Years of work went into this moment, and Toyota was perfectly positioned to take advantage of the weird post-pandemic world we’re all trying to survive. But that’s not going to work forever. If you want things to stay the same (in this case, if you want to keep printing money) you’ve got to be willing to change. What’s Toyota’s next act going to be?

Wholesale used car prices are down a bunch as automakers have new cars to sell, which is nice. New cars! What a time to be alive.

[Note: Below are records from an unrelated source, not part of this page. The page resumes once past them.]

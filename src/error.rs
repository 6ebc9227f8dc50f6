use thiserror::Error;

use crate::maze::CellPos;

/// Failures that prevent a match from being built.
#[derive(Debug, Error, Clone, PartialEq)]
pub enum Error {
    #[error("cell size must be at least one pixel")]
    InvalidCellSize,

    #[error("maze would have no cells ({rows} rows x {cols} cols)")]
    EmptyMaze { rows: usize, cols: usize },

    #[error("invalid speed settings: base {base}, jitter {jitter}")]
    InvalidSpeed { base: f32, jitter: f32 },

    #[error("{hunters} hunters among {agents} agents leaves nobody to chase the goal")]
    NoRunners { agents: usize, hunters: usize },

    #[error("hunter {hunter} chases agent {quarry}, which is not a runner in this match")]
    UnknownQuarry { hunter: usize, quarry: usize },

    #[error("no path from {from} to {to}; the maze is not fully connected")]
    Unreachable { from: CellPos, to: CellPos },
}

pub type Result<T> = std::result::Result<T, Error>;
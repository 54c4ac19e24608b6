pub mod config;
pub mod serde_defaults;
pub mod timers;

// Re-exports for convenience
pub use config::{ConfigError, ServiceConfig};
pub use tickwork_types::{Easing, TimeBase, TimeValue, TimerId, TimerKind, TimerState};
pub use timers::{
    TimerBuilder, TimerCallback, TimerDefinition, TimerError, TimerFault, TimerHandle,
    TimerService, TimerSnapshot,
};
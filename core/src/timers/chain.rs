//! Timer chaining
//!
//! A removed timer can hand over to a successor in two ways:
//! - **Direct target**: an already-built timer (usually paused) that gets
//!   promoted to `Running` with its start rebased to the completion instant.
//!   Only timers that completed promote their target.
//! - **Factory**: a closure that returns a fresh builder, invoked lazily for
//!   any removed timer, cancelled or faulted ones included
//!
//! The factory only runs when no live direct target exists, so once `chain`
//! links a live successor the factory of that timer is never used.

use std::fmt;
use std::sync::Arc;

use tickwork_types::{TimerId, TimerState};

use super::builder::TimerBuilder;
use super::service::{TimerService, lock};

pub type ChainFactory = Arc<dyn Fn(&TimerService) -> TimerBuilder + Send + Sync>;

#[derive(Clone, Default)]
pub(crate) struct ChainLink {
    pub(crate) target: Option<TimerId>,
    pub(crate) factory: Option<ChainFactory>,
}

impl fmt::Debug for ChainLink {
    fn fmt(&self, f: &mut fmt::Formatter<'_>) -> fmt::Result {
        f.debug_struct("ChainLink")
            .field("target", &self.target)
            .field("factory", &self.factory.is_some())
            .finish()
    }
}

/// What a removed timer asks for once it leaves the registry
pub(crate) enum Successor {
    Promote(TimerId),
    Spawn(ChainFactory),
}

impl ChainLink {
    /// Resolve the successor of a timer that finished in `state`.
    ///
    /// `is_live` reports whether an id is still registered.
    pub(crate) fn resolve(
        &self,
        state: TimerState,
        is_live: impl Fn(TimerId) -> bool,
    ) -> Option<Successor> {
        match self.target {
            Some(target) if is_live(target) => {
                (state == TimerState::Completed).then_some(Successor::Promote(target))
            }
            _ => self.factory.clone().map(Successor::Spawn),
        }
    }
}

impl TimerService {
    /// Make `next` start when `first` completes.
    ///
    /// `next` is left untouched until then; callers typically pause it right
    /// after building. Returns false when `first` is not registered.
    pub fn chain(&self, first: TimerId, next: TimerId) -> bool {
        let Some(slot) = self.slot(first) else {
            return false;
        };
        lock(&slot.timer).chain.target = Some(next);
        tracing::debug!(first = %first, next = %next, "timers chained");
        true
    }
}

This is weirdly kinda bad for some automakers as they experienced a period where they could charge silly money for cars coming off lease. BMW is one of those automakers and its financials were a little meh because of it.

And, finally, they’re all doing better than Rivian, who is losing $38k per car.

Toyota Made 5 Trillion Yen Last Year

Big Tymers

Toyota, like many Japanese companies, is on a financial calendar that ends in the first quarter of the year. This means that Toyota’s fiscal year is over and the company can report how much it made. It made a lot. Specifically, the company made 5.35 trillion yen in profit, which is $34.5 billion.

According to NHK, that’s the most any public Japanese company has ever made in a year. The company’s fourth-quarter (January-March) performance saw Toyota’s operating profits up 78%, which certainly helped.

Why did this happen?

The obvious thing is that this is the “Year of the Hybrid” and Toyota is the hybrid company, with the most accessible and varied range of products. Sales are way up and a lot of those sales are hybrids. The slightly less obvious thing is that the yen is down a lot to the dollar, which is good for a massive producer and exporter like Toyota.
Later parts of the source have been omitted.